═════ Material shown ═════

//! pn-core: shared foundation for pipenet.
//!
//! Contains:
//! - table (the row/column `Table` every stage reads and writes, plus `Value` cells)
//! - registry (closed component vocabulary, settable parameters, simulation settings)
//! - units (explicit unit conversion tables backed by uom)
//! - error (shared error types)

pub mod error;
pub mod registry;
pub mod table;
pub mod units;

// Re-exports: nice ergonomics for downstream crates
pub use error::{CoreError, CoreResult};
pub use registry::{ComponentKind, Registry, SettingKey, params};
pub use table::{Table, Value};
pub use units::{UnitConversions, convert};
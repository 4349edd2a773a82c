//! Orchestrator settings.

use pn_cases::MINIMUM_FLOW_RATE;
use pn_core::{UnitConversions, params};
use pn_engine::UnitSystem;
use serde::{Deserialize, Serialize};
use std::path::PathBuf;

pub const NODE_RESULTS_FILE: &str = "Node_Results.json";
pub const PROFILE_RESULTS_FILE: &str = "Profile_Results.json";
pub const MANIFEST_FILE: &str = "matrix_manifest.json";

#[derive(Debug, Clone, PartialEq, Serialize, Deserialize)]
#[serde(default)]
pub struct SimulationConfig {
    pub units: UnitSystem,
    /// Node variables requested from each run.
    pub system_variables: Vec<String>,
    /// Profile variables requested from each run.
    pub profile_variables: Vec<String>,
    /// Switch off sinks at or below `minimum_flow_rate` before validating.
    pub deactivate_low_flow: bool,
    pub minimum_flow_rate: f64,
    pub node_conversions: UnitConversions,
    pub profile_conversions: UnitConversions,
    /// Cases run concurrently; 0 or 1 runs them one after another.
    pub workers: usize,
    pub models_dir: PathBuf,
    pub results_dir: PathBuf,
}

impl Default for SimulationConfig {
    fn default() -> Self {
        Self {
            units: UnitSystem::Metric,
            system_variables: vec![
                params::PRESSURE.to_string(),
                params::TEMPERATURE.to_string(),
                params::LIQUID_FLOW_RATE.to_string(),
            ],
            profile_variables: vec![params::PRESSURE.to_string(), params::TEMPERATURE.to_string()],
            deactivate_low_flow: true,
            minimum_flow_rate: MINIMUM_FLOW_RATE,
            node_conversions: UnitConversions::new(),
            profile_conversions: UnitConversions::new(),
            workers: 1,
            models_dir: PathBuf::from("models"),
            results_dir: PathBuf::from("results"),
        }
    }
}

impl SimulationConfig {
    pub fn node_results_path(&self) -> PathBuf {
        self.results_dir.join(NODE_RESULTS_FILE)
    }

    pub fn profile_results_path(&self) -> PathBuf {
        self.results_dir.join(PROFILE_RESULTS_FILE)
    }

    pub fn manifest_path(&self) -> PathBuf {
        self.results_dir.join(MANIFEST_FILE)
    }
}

═════

• **Prompt**: Taking the material above, extract exactly and only the lines from the line with "use pn_engine::UnitSystem;" to the line with "Profile variables requested from each run.", inclusive of both.

• **Response**:
use pn_engine::UnitSystem;
use serde::{Deserialize, Serialize};
use std::path::PathBuf;

pub const NODE_RESULTS_FILE: &str = "Node_Results.json";
pub const PROFILE_RESULTS_FILE: &str = "Profile_Results.json";
pub const MANIFEST_FILE: &str = "matrix_manifest.json";

#[derive(Debug, Clone, PartialEq, Serialize, Deserialize)]
#[serde(default)]
pub struct SimulationConfig {
    pub units: UnitSystem,
    /// Node variables requested from each run.
    pub system_variables: Vec<String>,
    /// Profile variables requested from each run.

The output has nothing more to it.